Non la pensano così gli avversari della pena di morte. Fuori del carcere c’erano circa quaranta persone a protestare. Quaranta: qualcuna più del solito. I cronisti di nera sostengono che normalmente, a Huntsville, i contestatori non superano la decina. Un piccolo assembramento dovuto al numero 500, un simbolo ma nulla più, visto che lo Stato americano non ha alcuna intenzione di fermarsi. La legge è legge. E lo è ancora di più da queste parti. Appassionati e funzionari degli uffici di statistica precisano che Kimberly è stata la tredicesima donna a essere giustiziata negli Usa e la quarta in Texas. Ben più ampio il numero degli uomini: oltre 1.300 dal 1976, di cui 496 nelle galere texane. Al secondo posto della classifica la Virginia, con 400. L’avvocato di Kimberly McCarthy ha parlato di «pratica barbara, imposta esclusivamente o quasi sui più poveri e sulle persone di colore, un metodo che non dovrebbe avere spazio in una società civilizzata». Gli esperti aggiungono che lo Stato dovrebbe preoccuparsi delle inchieste per evitare errori fatali. A cominciare dagli esami di laboratorio: una traccia sottovalutata o non rilevata è il confine tra la vita e la morte. Critiche alle quali risponde il governatore Rick Perry citando alcuni cambiamenti introdotti nella legislazione locale per tutelare i detenuti: la possibilità di eseguire nuovi test del Dna su persone già condannate e lo standard più elevato per i difensori d’ufficio. «Credo che il nostro sistema funzioni bene — è la sua linea —. Uno può essere d’accordo o meno, ma noi crediamo nella nostra forma di giustizia».
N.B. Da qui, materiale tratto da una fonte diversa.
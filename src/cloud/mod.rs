//! Provider seams: remote shell execution, block storage and instance lookup.

pub mod aws_cli;

pub use aws_cli::AwsCli;

use std::fmt;

use serde::Deserialize;

use crate::error::Result;

/// Lifecycle status of a remote command invocation
#[derive(Debug, Clone, Copy, PartialEq, Eq, Deserialize)]
pub enum InvocationStatus {
    Pending,
    InProgress,
    Delayed,
    Success,
    Cancelled,
    TimedOut,
    Failed,
    Cancelling,
    #[serde(other)]
    Unknown,
}

impl InvocationStatus {
    /// Whether the invocation has stopped changing
    pub fn is_terminal(self) -> bool {
        matches!(
            self,
            Self::Success | Self::Cancelled | Self::TimedOut | Self::Failed
        )
    }

    pub fn is_failure(self) -> bool {
        matches!(self, Self::Cancelled | Self::TimedOut | Self::Failed)
    }
}

impl fmt::Display for InvocationStatus {
    fn fmt(&self, f: &mut fmt::Formatter<'_>) -> fmt::Result {
        let name = match self {
            Self::Pending => "Pending",
            Self::InProgress => "InProgress",
            Self::Delayed => "Delayed",
            Self::Success => "Success",
            Self::Cancelled => "Cancelled",
            Self::TimedOut => "TimedOut",
            Self::Failed => "Failed",
            Self::Cancelling => "Cancelling",
            Self::Unknown => "Unknown",
        };
        f.write_str(name)
    }
}

/// Snapshot of a remote command invocation
#[derive(Debug, Clone, PartialEq, Eq)]
pub struct Invocation {
    pub status: InvocationStatus,
    pub stdout: String,
    pub stderr: String,
    pub status_detail: String,
}

impl Invocation {
    /// An invocation the provider does not know about yet
    pub fn pending() -> Self {
        Self {
            status: InvocationStatus::Pending,
            stdout: String::new(),
            stderr: String::new(),
            status_detail: "Pending".to_string(),
        }
    }
}

/// State of a block volume modification
#[derive(Debug, Clone, Copy, PartialEq, Eq, Deserialize)]
#[serde(rename_all = "lowercase")]
pub enum ModificationState {
    Modifying,
    Optimizing,
    Completed,
    Failed,
    #[serde(other)]
    Unknown,
}

impl fmt::Display for ModificationState {
    fn fmt(&self, f: &mut fmt::Formatter<'_>) -> fmt::Result {
        let name = match self {
            Self::Modifying => "modifying",
            Self::Optimizing => "optimizing",
            Self::Completed => "completed",
            Self::Failed => "failed",
            Self::Unknown => "unknown",
        };
        f.write_str(name)
    }
}

/// Latest modification reported for a volume
#[derive(Debug, Clone, Default, PartialEq, Eq)]
pub struct VolumeModification {
    /// `None` when the provider no longer reports a state
    pub state: Option<ModificationState>,
    pub status_message: Option<String>,
}

/// A volume attached to an instance
#[derive(Debug, Clone, PartialEq, Eq)]
pub struct AttachedVolume {
    pub volume_id: String,
    pub size_gib: u64,
    pub attachments: Vec<Attachment>,
}

#[derive(Debug, Clone, PartialEq, Eq)]
pub struct Attachment {
    pub instance_id: String,
    pub device: String,
}

/// Asynchronous shell execution on a managed host
pub trait RemoteExecutor {
    /// Submit `script` to `host_id`, returning the invocation id
    fn send_command(&self, host_id: &str, script: &str) -> Result<String>;

    /// Current state of a previously submitted invocation
    fn get_invocation(&self, invocation_id: &str, host_id: &str) -> Result<Invocation>;
}

/// Block storage volume resizing
pub trait BlockStorage {
    /// Request that `volume_id` be grown to `size_gib`
    fn modify_volume(&self, volume_id: &str, size_gib: u64) -> Result<()>;

    /// Most recent modification of `volume_id`
    fn describe_modification(&self, volume_id: &str) -> Result<VolumeModification>;
}

/// Lookup of running instances and their volumes
pub trait InstanceDirectory {
    /// Ids of running instances whose Name tag equals `name`
    fn find_running_instances(&self, name: &str) -> Result<Vec<String>>;

    /// Volumes attached to `instance_id`
    fn attached_volumes(&self, instance_id: &str) -> Result<Vec<AttachedVolume>>;
}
Chi non si fa troppi problemi e non ha dubbi che le punizioni siano meritate è Charles Thomas O’Reilly. Per sei anni ha lavorato come capo guardia a Huntsville e ha seguito, personalmente, 140 esecuzioni. Ne ricorda poche, non la prima. In quei momenti «non c’è troppo da dire, ognuno conosce il proprio lavoro, sa cosa fare». Il processo finale, con il detenuto steso sul tavolo con l’ago nel braccio, richiede poco tempo, «tutto quello che devi fare è guardare uno che si addormenta».